**PROBLEM DETAILS**
From the listing below, copy each line that holds "match".

**ENTRIES SUPPLIED**
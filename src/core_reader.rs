use crate::{*, error::*, elf::*};
use memmap2::Mmap;
use std::fs::File;

// Read side of the pipeline: the input core, mapped read-only. Program headers
// are parsed up front; segment data is sliced out of the mapping on demand,
// always bounds-checked against the mapped length.
pub struct CoreReader {
    pub name: String,
    pub class: ElfClass,
    pub header: Ehdr,
    pub phdrs: Vec<Phdr>,

    // (p_vaddr, p_vaddr + p_filesz, index in phdrs) for PT_LOAD segments,
    // sorted by start. Kernel cores come pre-sorted, but we don't rely on it.
    load_index: Vec<(u64, u64, usize)>,

    mmap: Mmap,
}

impl CoreReader {
    pub fn open(path: &str) -> Result<CoreReader> {
        let file = File::open(path)?;
        let mmap = unsafe {Mmap::map(&file)}?;
        let (class, header) = open_elf_header(&mmap, path)?;

        let mut phdrs: Vec<Phdr> = Vec::new();
        for idx in 0..header.e_phnum as usize {
            let p = class.read_phdr(&mmap, header.e_phoff as usize + idx * header.e_phentsize as usize)?;
            if p.p_offset.saturating_add(p.p_filesz) > mmap.len() as u64 {
                eprintln!("warning: segment {} of {} extends past end of file (offset 0x{:x}, filesz 0x{:x}, file len 0x{:x})", idx, path, p.p_offset, p.p_filesz, mmap.len());
            }
            phdrs.push(p);
        }

        let mut load_index: Vec<(u64, u64, usize)> = phdrs.iter().enumerate()
            .filter(|(_, p)| p.p_type == PT_LOAD && p.p_filesz > 0)
            .map(|(i, p)| (p.p_vaddr, p.p_vaddr + p.p_filesz, i))
            .collect();
        load_index.sort_unstable();

        Ok(CoreReader {name: path.to_string(), class, header, phdrs, load_index, mmap})
    }

    pub fn data(&self) -> &[u8] {
        &self.mmap
    }

    // First PT_LOAD whose file image covers `va`.
    pub fn segment_by_address(&self, va: u64) -> Option<&Phdr> {
        let idx = self.load_index.partition_point(|&(_, end, _)| end <= va);
        match self.load_index.get(idx) {
            Some(&(start, _, phdr_idx)) if start <= va => Some(&self.phdrs[phdr_idx]),
            _ => None,
        }
    }

    pub fn segment_by_type(&self, t: u32) -> Option<&Phdr> {
        self.phdrs.iter().find(|p| p.p_type == t)
    }

    pub fn segment_by_index(&self, idx: usize) -> Option<&Phdr> {
        self.phdrs.get(idx)
    }

    pub fn data_at_offset(&self, offset: u64, len: u64) -> Result<&[u8]> {
        let file_len = self.mmap.len() as u64;
        if offset.checked_add(len).map_or(true, |end| end > file_len) {
            return err!(MalformedElf, "out of bounds read in {}: offset 0x{:x} + 0x{:x} > 0x{:x}", self.name, offset, len, file_len);
        }
        Ok(&self.mmap[offset as usize..(offset + len) as usize])
    }

    pub fn segment_data(&self, ph: &Phdr) -> Result<&[u8]> {
        self.data_at_offset(ph.p_offset, ph.p_filesz)
    }

    // `len` bytes at virtual address `va`, if some PT_LOAD's file image has them.
    pub fn data_at_address(&self, va: u64, len: u64) -> Option<&[u8]> {
        let seg = self.segment_by_address(va)?;
        if va + len > seg.p_vaddr + seg.p_filesz {
            return None;
        }
        self.data_at_offset(seg.p_offset + (va - seg.p_vaddr), len).ok()
    }

    // NUL-terminated string at `va`, not crossing the containing segment.
    pub fn cstr_at_address(&self, va: u64) -> Option<&[u8]> {
        let seg = self.segment_by_address(va)?;
        let avail = seg.p_vaddr + seg.p_filesz - va;
        let data = self.data_at_offset(seg.p_offset + (va - seg.p_vaddr), avail).ok()?;
        let nul = data.iter().position(|&c| c == 0)?;
        Some(&data[..nul])
    }
}
// Splits a rich-core archive - a (possibly lzop-compressed) concatenation of
// files delimited by "[---rich-core: <basename>---]\n" markers - into separate
// files under an output directory. Independent of the reducer; it only knows
// the marker grammar.

use std::{env, fs, ops::Range, path::Path, process, process::Command};

const HEADER_START: &[u8] = b"[---rich-core: ";
const HEADER_END: &[u8] = b"---]\n";

fn find(data: &[u8], from: usize, needle: &[u8]) -> Option<usize> {
    if from > data.len() {
        return None;
    }
    data[from..].windows(needle.len()).position(|w| w == needle).map(|p| p + from)
}

// (name, byte range) of every archived file. Data before the first marker is
// the uninteresting carrier stream and is dropped, as is the newline
// separating each file from the following marker. A start marker with no
// terminator invalidates the rest of the stream.
fn split_archive(data: &[u8]) -> Vec<(String, Range<usize>)> {
    let mut sections: Vec<(String, Range<usize>)> = Vec::new();
    let mut pos = match find(data, 0, HEADER_START) {
        Some(p) => p,
        None => return sections,
    };
    while pos < data.len() {
        let name_start = pos + HEADER_START.len();
        let Some(name_end) = find(data, name_start, HEADER_END) else {
            eprintln!("warning: skipping invalid rich core header");
            break;
        };
        let name = String::from_utf8_lossy(&data[name_start..name_end]);
        let name = name.rsplit('/').next().unwrap_or("").to_string();
        let content_start = name_end + HEADER_END.len();
        let content_end = match find(data, content_start, HEADER_START) {
            // Don't include the newline that precedes the next marker.
            Some(next) => next.saturating_sub(1).max(content_start),
            None => data.len(),
        };
        sections.push((name, content_start..content_end));
        pos = match find(data, content_end, HEADER_START) {
            Some(next) => next,
            None => break,
        };
    }
    sections
}

fn fail(message: String) -> ! {
    eprintln!("{}", message);
    process::exit(1);
}

fn read_input(input: &str) -> Vec<u8> {
    if input.ends_with(".lzo") {
        let out = match Command::new("lzop").args(["-d", "-c", input]).output() {
            Ok(o) => o,
            Err(e) => fail(format!("error forking lzop: {}", e)),
        };
        if !out.status.success() {
            fail(format!("lzop -d -c {} failed: {}", input, String::from_utf8_lossy(&out.stderr).trim_end()));
        }
        out.stdout
    } else {
        match fs::read(input) {
            Ok(d) => d,
            Err(e) => fail(format!("input file error: {}", e)),
        }
    }
}

fn main() {
    let args: Vec<String> = env::args().collect();
    if args.len() < 2 {
        eprintln!("{} <input filename> [<output directory>]", args[0]);
        process::exit(1);
    }
    let input = &args[1];
    let output_dir = match args.get(2) {
        Some(d) => d.clone(),
        None => {
            if let Some(base) = input.strip_suffix(".rcore.lzo").or_else(|| input.strip_suffix(".rcore")) {
                base.to_string()
            } else {
                fail("please specify output directory".to_string())
            }
        }
    };

    match fs::metadata(input) {
        Ok(m) if m.is_dir() => fail(format!("{} is a directory", input)),
        Ok(_) => (),
        Err(e) => fail(format!("input file error: {}", e)),
    }
    if Path::new(&output_dir).exists() {
        fail(format!("{} exists, aborting", output_dir));
    }
    if let Err(e) = fs::create_dir_all(&output_dir) {
        fail(format!("error creating {}: {}", output_dir, e));
    }

    let data = read_input(input);
    for (name, range) in split_archive(&data) {
        if name.is_empty() {
            eprintln!("warning: skipping a rich core section with an empty name");
            continue;
        }
        let path = format!("{}/{}", output_dir, name);
        if let Err(e) = fs::write(&path, &data[range]) {
            fail(format!("error writing {}: {}", path, e));
        }
    }
}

**ANSWER FOR THIS EXERCISE**
        match self.load_index.get(idx) {
    let mut pos = match find(data, 0, HEADER_START) {
        let content_end = match find(data, content_start, HEADER_START) {
        pos = match find(data, content_end, HEADER_START) {
        let out = match Command::new("lzop").args(["-d", "-c", input]).output() {
        match fs::read(input) {
    let output_dir = match args.get(2) {
    match fs::metadata(input) {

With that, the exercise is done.